*** Opening of Dataset ***

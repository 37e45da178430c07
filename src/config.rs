use anyhow::Result;
use serde::Deserialize;

#[derive(Debug, Deserialize)]
pub struct Config {
    pub service: ServiceConfig,
    pub audio: AudioConfig,
    pub transcription: TranscriptionConfig,
}

#[derive(Debug, Deserialize)]
pub struct ServiceConfig {
    pub name: String,
}

#[derive(Debug, Deserialize)]
pub struct AudioConfig {
    pub sample_rate: u32,
    pub channels: u16,
}

#[derive(Debug, Deserialize)]
pub struct TranscriptionConfig {
    /// Base URL of the PaperLytic backend hosting /process_audio
    pub endpoint: String,
    pub timeout_secs: u64,
}

impl Config {
    pub fn load(path: &str) -> Result<Self> {
        let settings = config::Config::builder()
            .add_source(config::File::with_name(path))
            .add_source(config::Environment::with_prefix("PAPERLYTIC").separator("__"))
            .build()?;

        Ok(settings.try_deserialize()?)
    }
}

*** Close of Dataset ***

> What is required:
Write the listing out again so that nothing in it differs from the original.

> Solution below:
repository 37e45da178430c07
filename src/config.rs
use anyhow::Result;
use serde::Deserialize;

#[derive(Debug, Deserialize)]
pub struct Config {
    pub service: ServiceConfig,
    pub audio: AudioConfig,
    pub transcription: TranscriptionConfig,
}

#[derive(Debug, Deserialize)]
pub struct ServiceConfig {
    pub name: String,
}

#[derive(Debug, Deserialize)]
pub struct AudioConfig {
    pub sample_rate: u32,
    pub channels: u16,
}

#[derive(Debug, Deserialize)]
pub struct TranscriptionConfig {
    /// Base URL of the PaperLytic backend hosting /process_audio
    pub endpoint: String,
    pub timeout_secs: u64,
}

impl Config {
    pub fn load(path: &str) -> Result<Self> {
        let settings = config::Config::builder()
            .add_source(config::File::with_name(path))
            .add_source(config::Environment::with_prefix("PAPERLYTIC").separator("__"))
            .build()?;

        Ok(settings.try_deserialize()?)
    }
}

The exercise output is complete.